Summarization tips (written on bookmarks)
1. Pick out a topic sentence from passage
2. Pick out important facts from the passage
3. Remove information that is not very useful, or that does not back up the
topic sentences
4. Pick out repeated ideas and delete them.
One copy of National Geographic's article "Honey Bee Mystery" per student
(copies can be found at:
http://kids.nationalgeographic.com/Stories/AnimalsNature/Honey-bee-mystery)
One copy of national Geographic's article "Cat Adopts Dog" per student (http://kids.nationalgeographic.com/Stories/AnimalsNature/Cat-adopts-dog)
Pencil, highlighter
Paper
Procedures:
1.
"What
do you think the word comprehension means? When you comprehend something, you
understand it. The main goal of reading is to understand or comprehend what you
are reading. This is more than just reading the words on the page, but
actually understanding what the words are telling you. This is how we read
stories and information.

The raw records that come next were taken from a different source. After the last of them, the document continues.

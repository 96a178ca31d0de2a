//! 连接池配置
//!
//! 每个数据源各自持有一份独立配置，所有时间单位均为毫秒

use serde::{Deserialize, Serialize};
use std::time::Duration;

use crate::error::DataSourceError;

/// 连接池配置
#[derive(Debug, Clone, PartialEq, Eq, Serialize, Deserialize)]
pub struct PoolConfig {
    /// 启动时建立的连接数
    pub initial_size: u32,
    /// 最小空闲连接数
    pub min_idle: u32,
    /// 最大活动连接数
    pub max_active: u32,
    /// 获取连接的最大等待时间（毫秒）
    pub max_wait_ms: u64,
    /// 建立连接超时（毫秒）
    pub connect_timeout_ms: u64,
    /// 单次网络往返超时（毫秒），用于限制校验查询
    pub socket_timeout_ms: u64,
    /// 空闲连接检测间隔（毫秒）
    pub time_between_eviction_runs_ms: u64,
    /// 连接在池中最小空闲时间（毫秒），超过后可被回收
    pub min_evictable_idle_time_ms: u64,
    /// 连接在池中最大空闲时间（毫秒），超过后必定回收
    pub max_evictable_idle_time_ms: u64,
    /// 校验查询语句，为空时使用驱动自带的 ping
    pub validation_query: String,
    /// 空闲时检测连接有效性
    pub test_while_idle: bool,
    /// 借出时检测连接有效性
    pub test_on_borrow: bool,
    /// 归还时检测连接有效性
    pub test_on_return: bool,
}

impl Default for PoolConfig {
    fn default() -> Self {
        Self {
            initial_size: 5,
            min_idle: 10,
            max_active: 20,
            max_wait_ms: 60_000,
            connect_timeout_ms: 30_000,
            socket_timeout_ms: 60_000,
            time_between_eviction_runs_ms: 60_000,
            min_evictable_idle_time_ms: 300_000,
            max_evictable_idle_time_ms: 900_000,
            validation_query: "SELECT 1".to_string(),
            test_while_idle: true,
            test_on_borrow: false,
            test_on_return: false,
        }
    }
}

impl PoolConfig {
    /// 校验参数的合理性
    pub fn validate(&self) -> Result<(), DataSourceError> {
        if self.max_active == 0 {
            return Err(crate::ds_error!(config, "最大活动连接数不能为零"));
        }
        if self.min_idle > self.max_active {
            return Err(crate::ds_error!(config, "最小空闲连接数不能大于最大活动连接数"));
        }
        if self.initial_size > self.max_active {
            return Err(crate::ds_error!(config, "初始连接数不能大于最大活动连接数"));
        }
        if self.max_wait_ms == 0 {
            return Err(crate::ds_error!(config, "最大等待时间不能为零"));
        }
        if self.connect_timeout_ms == 0 {
            return Err(crate::ds_error!(config, "建立连接超时不能为零"));
        }
        if self.socket_timeout_ms == 0 {
            return Err(crate::ds_error!(config, "Socket超时不能为零"));
        }
        if self.time_between_eviction_runs_ms == 0 {
            return Err(crate::ds_error!(config, "空闲检测间隔不能为零"));
        }
        if self.min_evictable_idle_time_ms > self.max_evictable_idle_time_ms {
            return Err(crate::ds_error!(
                config,
                "最小可回收空闲时间不能大于最大可回收空闲时间"
            ));
        }
        Ok(())
    }

    pub fn max_wait(&self) -> Duration {
        Duration::from_millis(self.max_wait_ms)
    }

    pub fn connect_timeout(&self) -> Duration {
        Duration::from_millis(self.connect_timeout_ms)
    }

    pub fn socket_timeout(&self) -> Duration {
        Duration::from_millis(self.socket_timeout_ms)
    }

    pub fn eviction_interval(&self) -> Duration {
        Duration::from_millis(self.time_between_eviction_runs_ms)
    }

    pub fn min_evictable_idle(&self) -> Duration {
        Duration::from_millis(self.min_evictable_idle_time_ms)
    }

    pub fn max_evictable_idle(&self) -> Duration {
        Duration::from_millis(self.max_evictable_idle_time_ms)
    }
}

#[cfg(test)]
mod tests {
    use super::*;

    #[test]
    fn test_default_config_is_valid() {
        assert!(PoolConfig::default().validate().is_ok());
    }

    #[test]
    fn test_invalid_configs_rejected() {
        let mut config = PoolConfig::default();
        config.min_idle = config.max_active + 1;
        assert!(config.validate().is_err());

        let mut config = PoolConfig::default();
        config.max_wait_ms = 0;
        assert!(config.validate().is_err());

        let mut config = PoolConfig::default();
        config.min_evictable_idle_time_ms = config.max_evictable_idle_time_ms + 1;
        assert!(config.validate().is_err());
    }
}
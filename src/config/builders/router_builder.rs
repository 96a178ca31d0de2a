//! # 路由配置构建器模块
//!
//! 汇总多个数据源配置并指定默认数据源

use crate::config::core::{LoggingConfig, RouterConfig};
use crate::error::DataSourceResult;
use crate::types::{DataSourceConfig, DataSourceKey};
use rat_logger::info;

/// 路由配置构建器
///
/// 默认数据源必须显式指定，不会自动选用第一个数据源
#[derive(Debug)]
pub struct RouterConfigBuilder {
    default_datasource: Option<DataSourceKey>,
    datasources: Vec<DataSourceConfig>,
    logging: Option<LoggingConfig>,
}

impl RouterConfigBuilder {
    /// 创建新的构建器
    pub fn new() -> Self {
        Self {
            default_datasource: None,
            datasources: Vec::new(),
            logging: None,
        }
    }

    /// 设置默认数据源
    ///
    /// # 参数
    ///
    /// * `key` - 未设置数据源键时使用的数据源
    pub fn default_datasource(mut self, key: DataSourceKey) -> Self {
        self.default_datasource = Some(key);
        self
    }

    /// 添加数据源配置
    ///
    /// # 参数
    ///
    /// * `datasource` - 数据源配置
    pub fn add_datasource(mut self, datasource: DataSourceConfig) -> Self {
        self.datasources.push(datasource);
        self
    }

    /// 设置日志配置
    pub fn logging(mut self, logging: LoggingConfig) -> Self {
        self.logging = Some(logging);
        self
    }

    /// 构建路由配置
    ///
    /// # 错误
    ///
    /// 未指定默认数据源、默认数据源未配置、数据源键重复时返回错误
    pub fn build(self) -> DataSourceResult<RouterConfig> {
        let default_datasource = self
            .default_datasource
            .ok_or_else(|| crate::ds_error!(config, "默认数据源必须设置"))?;

        let config = RouterConfig {
            default_datasource,
            logging: self.logging,
            datasources: self.datasources,
        };
        config.validate()?;

        info!(
            "创建路由配置: 默认数据源={}, 数据源数量={}",
            config.default_datasource,
            config.datasources.len()
        );
        Ok(config)
    }
}

impl Default for RouterConfigBuilder {
    fn default() -> Self {
        Self::new()
    }
}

It is important for us to read and think about the
information to process it and understand it."
2. "One way you can comprehend what you are reading is by summarizing. Summarize
means to review or recap what a story is talking about. IT is the most important
parts of a story that the author would want you to know."

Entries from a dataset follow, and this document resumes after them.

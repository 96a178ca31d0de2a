//! # 连接池配置构建器模块
//!
//! 提供连接池配置的构建器实现，支持链式调用和严格验证

use crate::error::DataSourceResult;
use crate::types::PoolConfig;
use rat_logger::info;

/// 连接池配置构建器
///
/// 严格要求所有配置项必须显式设置，严禁使用默认值
#[derive(Debug)]
pub struct PoolConfigBuilder {
    initial_size: Option<u32>,
    min_idle: Option<u32>,
    max_active: Option<u32>,
    max_wait_ms: Option<u64>,
    connect_timeout_ms: Option<u64>,
    socket_timeout_ms: Option<u64>,
    time_between_eviction_runs_ms: Option<u64>,
    min_evictable_idle_time_ms: Option<u64>,
    max_evictable_idle_time_ms: Option<u64>,
    validation_query: Option<String>,
    test_while_idle: Option<bool>,
    test_on_borrow: Option<bool>,
    test_on_return: Option<bool>,
}

impl PoolConfig {
    /// 创建连接池配置构建器
    pub fn builder() -> PoolConfigBuilder {
        PoolConfigBuilder::new()
    }
}

impl PoolConfigBuilder {
    /// 创建新的构建器
    pub fn new() -> Self {
        Self {
            initial_size: None,
            min_idle: None,
            max_active: None,
            max_wait_ms: None,
            connect_timeout_ms: None,
            socket_timeout_ms: None,
            time_between_eviction_runs_ms: None,
            min_evictable_idle_time_ms: None,
            max_evictable_idle_time_ms: None,
            validation_query: None,
            test_while_idle: None,
            test_on_borrow: None,
            test_on_return: None,
        }
    }

    /// 设置启动时建立的连接数
    ///
    /// # 参数
    ///
    /// * `size` - 初始连接数
    pub fn initial_size(mut self, size: u32) -> Self {
        self.initial_size = Some(size);
        self
    }

    /// 设置最小空闲连接数
    ///
    /// # 参数
    ///
    /// * `min_idle` - 最小空闲连接数
    pub fn min_idle(mut self, min_idle: u32) -> Self {
        self.min_idle = Some(min_idle);
        self
    }

    /// 设置最大活动连接数
    ///
    /// # 参数
    ///
    /// * `max_active` - 最大活动连接数
    pub fn max_active(mut self, max_active: u32) -> Self {
        self.max_active = Some(max_active);
        self
    }

    /// 设置获取连接的最大等待时间（毫秒）
    pub fn max_wait_ms(mut self, ms: u64) -> Self {
        self.max_wait_ms = Some(ms);
        self
    }

    /// 设置建立连接超时（毫秒）
    pub fn connect_timeout_ms(mut self, ms: u64) -> Self {
        self.connect_timeout_ms = Some(ms);
        self
    }

    /// 设置单次网络往返超时（毫秒）
    pub fn socket_timeout_ms(mut self, ms: u64) -> Self {
        self.socket_timeout_ms = Some(ms);
        self
    }

    /// 设置空闲连接检测间隔（毫秒）
    pub fn time_between_eviction_runs_ms(mut self, ms: u64) -> Self {
        self.time_between_eviction_runs_ms = Some(ms);
        self
    }

    /// 设置连接最小可回收空闲时间（毫秒）
    pub fn min_evictable_idle_time_ms(mut self, ms: u64) -> Self {
        self.min_evictable_idle_time_ms = Some(ms);
        self
    }

    /// 设置连接最大空闲时间（毫秒）
    pub fn max_evictable_idle_time_ms(mut self, ms: u64) -> Self {
        self.max_evictable_idle_time_ms = Some(ms);
        self
    }

    /// 设置校验查询语句
    ///
    /// # 参数
    ///
    /// * `query` - 校验语句，空字符串表示使用驱动自带的 ping
    pub fn validation_query<S: Into<String>>(mut self, query: S) -> Self {
        self.validation_query = Some(query.into());
        self
    }

    pub fn test_while_idle(mut self, enabled: bool) -> Self {
        self.test_while_idle = Some(enabled);
        self
    }

    pub fn test_on_borrow(mut self, enabled: bool) -> Self {
        self.test_on_borrow = Some(enabled);
        self
    }

    pub fn test_on_return(mut self, enabled: bool) -> Self {
        self.test_on_return = Some(enabled);
        self
    }

    /// 构建连接池配置
    ///
    /// # 错误
    ///
    /// 如果任何必需的配置项未设置或取值不合理，将返回错误
    pub fn build(self) -> DataSourceResult<PoolConfig> {
        let initial_size = self
            .initial_size
            .ok_or_else(|| crate::ds_error!(config, "初始连接数必须设置"))?;

        let min_idle = self
            .min_idle
            .ok_or_else(|| crate::ds_error!(config, "最小空闲连接数必须设置"))?;

        let max_active = self
            .max_active
            .ok_or_else(|| crate::ds_error!(config, "最大活动连接数必须设置"))?;

        let max_wait_ms = self
            .max_wait_ms
            .ok_or_else(|| crate::ds_error!(config, "最大等待时间必须设置"))?;

        let connect_timeout_ms = self
            .connect_timeout_ms
            .ok_or_else(|| crate::ds_error!(config, "建立连接超时必须设置"))?;

        let socket_timeout_ms = self
            .socket_timeout_ms
            .ok_or_else(|| crate::ds_error!(config, "Socket超时必须设置"))?;

        let time_between_eviction_runs_ms = self
            .time_between_eviction_runs_ms
            .ok_or_else(|| crate::ds_error!(config, "空闲检测间隔必须设置"))?;

        let min_evictable_idle_time_ms = self
            .min_evictable_idle_time_ms
            .ok_or_else(|| crate::ds_error!(config, "最小可回收空闲时间必须设置"))?;

        let max_evictable_idle_time_ms = self
            .max_evictable_idle_time_ms
            .ok_or_else(|| crate::ds_error!(config, "最大空闲时间必须设置"))?;

        let validation_query = self
            .validation_query
            .ok_or_else(|| crate::ds_error!(config, "校验查询语句必须设置"))?;

        let test_while_idle = self
            .test_while_idle
            .ok_or_else(|| crate::ds_error!(config, "空闲检测选项必须设置"))?;

        let test_on_borrow = self
            .test_on_borrow
            .ok_or_else(|| crate::ds_error!(config, "借出检测选项必须设置"))?;

        let test_on_return = self
            .test_on_return
            .ok_or_else(|| crate::ds_error!(config, "归还检测选项必须设置"))?;

        let config = PoolConfig {
            initial_size,
            min_idle,
            max_active,
            max_wait_ms,
            connect_timeout_ms,
            socket_timeout_ms,
            time_between_eviction_runs_ms,
            min_evictable_idle_time_ms,
            max_evictable_idle_time_ms,
            validation_query,
            test_while_idle,
            test_on_borrow,
            test_on_return,
        };

        // 验证配置的合理性
        config.validate()?;

        info!(
            "创建连接池配置: 初始连接={}, 最小空闲={}, 最大活动={}, 最大等待={}ms",
            initial_size, min_idle, max_active, max_wait_ms
        );

        Ok(config)
    }
}

impl Default for PoolConfigBuilder {
    fn default() -> Self {
        Self::new()
    }
}

#[cfg(test)]
mod tests {
    use super::*;

    fn complete_builder() -> PoolConfigBuilder {
        PoolConfig::builder()
            .initial_size(5)
            .min_idle(10)
            .max_active(20)
            .max_wait_ms(60_000)
            .connect_timeout_ms(30_000)
            .socket_timeout_ms(60_000)
            .time_between_eviction_runs_ms(60_000)
            .min_evictable_idle_time_ms(300_000)
            .max_evictable_idle_time_ms(900_000)
            .validation_query("SELECT 1")
            .test_while_idle(true)
            .test_on_borrow(false)
            .test_on_return(false)
    }

    #[test]
    fn test_complete_builder_matches_reference_values() {
        let config = complete_builder().build().unwrap();
        assert_eq!(config, PoolConfig::default());
    }

    #[test]
    fn test_missing_field_is_rejected() {
        let result = PoolConfig::builder()
            .initial_size(1)
            .min_idle(1)
            .max_active(2)
            .build();
        assert!(result.is_err());
    }

    #[test]
    fn test_unreasonable_values_are_rejected() {
        assert!(complete_builder().max_active(0).build().is_err());
        assert!(complete_builder().max_wait_ms(0).build().is_err());
        assert!(complete_builder().initial_size(21).build().is_err());
    }
}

3. I will have a transparency of the article and will use the overhead projector
to model to students how to summarize.
4. “Follow along with me on your paper as I highlight and cross out what is
needed and not needed in the article. We will practice this one together, and
then you will practice summarizing on a different article. As you read I want
you to pay close attention to what the most important information is in this
article.”
5. Before I read, we will all read the tips for summarization off of the
bookmark. After discussing them, we will read the article aloud. "Now are there
any important facts? Yes! Now let's highlight them." Highlight the important
facts in the first paragraph. "Now are there any facts we can delete? Very good,
cross those out with your pencil by drawing a line through them" (teacher is
also following directions on overhead). "Are there any repeated ideas? Mark
those out too. A topic sentence is the main idea of the passage. What do you
think the topic sentence of this paragraph would be? Lets underline it." Point
out to students that generally the first sentence of a paragraph is a great
topic sentence.
6. Continue to finish the passage with the students, one paragraph at a time,
following the rules on the provided bookmark.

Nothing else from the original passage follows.